Khususnya di wilayah Solo, Direktur Yayasan SPEK-HAM, Rahayu Purwaningsih, mengingatkan kasus femisida terbaru yakni pembunuhan seorang mahasiswi Universitas Negeri Sebelas Maret (UNS) di Pantai Ngrawe, Kelurahan Kemadang, Gunungkidul, pada 15 November 2022 lalu.

Promosi Lebaran Zaman Now, Saatnya Bagi-bagi THR Emas dari Pegadaian

Korban dibunuh oleh pelaku yang merupakan kekasihnya sendiri. Pembunuhan berencana tersebut dilakukan karena korban tengah hamil dan pelaku tidak mau bertanggung jawab.

Secara definisi, femisida yakni bentuk kejahatan kebencian berbasis jenis kelamin, atau juga disebut sebagai pembunuhan yang disengaja terhadap perempuan karena mereka adalah perempuan.

“Saya rasa akhir-akhir ini kita mulai sering mendengar kekerasan seksual pada perempuan, ini adalah bentuk kekerasan femisida yang sering berakhir nahas yaitu pembunuhan.

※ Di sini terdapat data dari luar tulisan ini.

//! Port definition for the network transport.

use std::time::Duration;

use async_trait::async_trait;

use crate::domain::entities::{RawResponse, Request};
use crate::domain::errors::RequestError;

/// Performs one network round trip for a request.
///
/// Implementations must reject malformed requests with `InvalidRequest`
/// before any I/O, report connectivity failures as `Network` and non-success
/// statuses as `HttpStatus` carrying the raw body.
#[cfg_attr(test, mockall::automock)]
#[async_trait]
pub trait TransportPort: Send + Sync {
    /// Executes the request. `timeout` overrides the client-wide timeout.
    async fn execute(
        &self,
        request: &Request,
        timeout: Option<Duration>,
    ) -> Result<RawResponse, RequestError>;
}

#[cfg(test)]
pub mod mock {
    use super::*;
    use std::collections::HashMap;
    use std::sync::Arc;
    use std::sync::atomic::{AtomicUsize, Ordering};

    use bytes::Bytes;
    use parking_lot::Mutex;
    use reqwest::header::HeaderMap;
    use tokio::sync::Notify;

    /// Scripted transport for queue tests.
    ///
    /// Serves canned bodies by URL, records the order in which URLs were
    /// executed and can hold every call at a gate until it is opened.
    #[derive(Default)]
    pub struct ScriptedTransport {
        routes: Mutex<HashMap<String, Result<Bytes, RequestError>>>,
        executed: Mutex<Vec<String>>,
        calls: AtomicUsize,
        gate: Mutex<Option<Arc<Notify>>>,
    }

    impl ScriptedTransport {
        /// Creates a transport with no routes.
        pub fn new() -> Self {
            Self::default()
        }

        /// Serves `body` with status 200 for `url`.
        pub fn route(&self, url: &str, body: impl Into<Bytes>) {
            self.routes.lock().insert(url.to_string(), Ok(body.into()));
        }

        /// Fails every call for `url` with `error`.
        pub fn fail(&self, url: &str, error: RequestError) {
            self.routes.lock().insert(url.to_string(), Err(error));
        }

        /// Holds calls until the returned gate is notified.
        pub fn close_gate(&self) -> Arc<Notify> {
            let gate = Arc::new(Notify::new());
            *self.gate.lock() = Some(gate.clone());
            gate
        }

        /// Lets held and future calls through.
        pub fn open_gate(&self) {
            if let Some(gate) = self.gate.lock().take() {
                gate.notify_waiters();
            }
        }

        /// URLs in execution order.
        pub fn executed(&self) -> Vec<String> {
            self.executed.lock().clone()
        }

        /// Number of calls made.
        pub fn calls(&self) -> usize {
            self.calls.load(Ordering::SeqCst)
        }
    }

    #[async_trait]
    impl TransportPort for ScriptedTransport {
        async fn execute(
            &self,
            request: &Request,
            _timeout: Option<Duration>,
        ) -> Result<RawResponse, RequestError> {
            request.parsed_url()?;
            self.calls.fetch_add(1, Ordering::SeqCst);
            self.executed.lock().push(request.url().to_string());

            let gate = self.gate.lock().clone();
            if let Some(gate) = gate {
                let notified = gate.notified();
                if self.gate.lock().is_some() {
                    notified.await;
                }
            }

            let route = self.routes.lock().get(request.url()).cloned();
            match route {
                Some(Ok(body)) => Ok(RawResponse::new(200, HeaderMap::new(), body)),
                Some(Err(error)) => Err(error),
                None => Err(RequestError::http_status(404, Bytes::new())),
            }
        }
    }
}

Ini tentunya menjadi situasi yang memprihatikan dan menunjukkan jika porsi pemenuhan hak korban belum sepenuhnya terpenuhi,” papar Rahayu atau Ayu saat berdiskusi dalam forum Konsolidasi Kampanye 16 Hari Anti Kekerasan terhadap Perempuan 2023 oleh Komisi Nasional Anti Kekerasan terhadap Perempuan (Komnas Perempuan) di Hotel Harris Solo, Kamis (7/12/2023).

Ayu mendesak pelaku kasus-kasus femisida harus dihukum secara serius karena menghilangkan nyawa orang lain. Dia juga berpendapat awareness masyarakat atas kasus kekerasan seksual (KS) dan kebencian terhadap perempuan harus ditingkatkan.

Komisioner Komnas Perempuan, Tiasri Wiandani, mengatakan secara nasional jumlah kasus femisida di Indonesia selama 2023 mengalami peningkatan.

“Kami belum bisa memaparkan jumlahnya karena Komnas Perempuan tengah mengumpulkan data untuk Catahu [Catatan Akhir Tahun] baik lewat pengaduan langsung maupun dari lembaga mitra layanan, tetapi dalam [fase] awal kami menemukan kasus femisida ini terjadi karena perempuan dibunuh atau bunuh diri,” ujar Tias saat diwawancara Solopos.com setelah acara selesai.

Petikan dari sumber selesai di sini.